Published June 26, 2012
BRUSSELS – Top European officials have called on countries that use the euro to surrender more control over their national budgets, a move apparently aimed at easing Germany's fears of sharing debt burdens with struggling governments like Spain or Italy.
The plan is meant to be a grand vision to save the euro currency from financial disaster and to set up negotiations between leaders at a key European Union summit on Thursday.
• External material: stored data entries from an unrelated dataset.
// src/error.rs
use thiserror::Error;

/// Everything the data layer can report back to a caller.
///
/// Row- and field-level anomalies never show up here: bad rows are dropped
/// and bad numbers become 0 (see `normalize::NormalizeReport`). What remains
/// are load failures and configuration mistakes.
#[derive(Error, Debug)]
pub enum Error {
    #[error("I/O error: {0}")]
    Io(#[from] std::io::Error),

    #[error("Malformed tabular input: {0}")]
    Csv(#[from] csv::Error),

    #[error("Input has no header row")]
    EmptyInput,

    #[error("Unknown sort field: {0}")]
    UnknownSortKey(String),

    #[error("Unknown sort direction: {0} (expected asc or desc)")]
    InvalidDirection(String),

    #[error("Invalid page size: {0} (expected a positive number or \"all\")")]
    InvalidPageSize(String),

    #[error("Configuration error: {0}")]
    Config(String),

    #[error("JSON serialization failed: {0}")]
    Json(#[from] serde_json::Error),
}

impl From<toml::de::Error> for Error {
    fn from(e: toml::de::Error) -> Self {
        Error::Config(e.to_string())
    }
}

pub type Result<T> = std::result::Result<T, Error>;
Germany, Europe's biggest and strongest economy, is increasingly isolated in its refusal to quickly adopt measures such as jointly issued eurobonds, which would see it take on some of the debt risk of financially weak countries. Some experts say such debt-sharing is what Europe needs to end its crisis as it would help defuse the prospect of unaffordable bailouts for Spain or Italy.
But Germany is worried that such debt-sharing would tempt financially weak countries to spend irresponsibly once again and not reform their economies. Reassuring Berlin that governments would face tough oversight of their budgets would be key to easing Germany's resistance to debt-sharing.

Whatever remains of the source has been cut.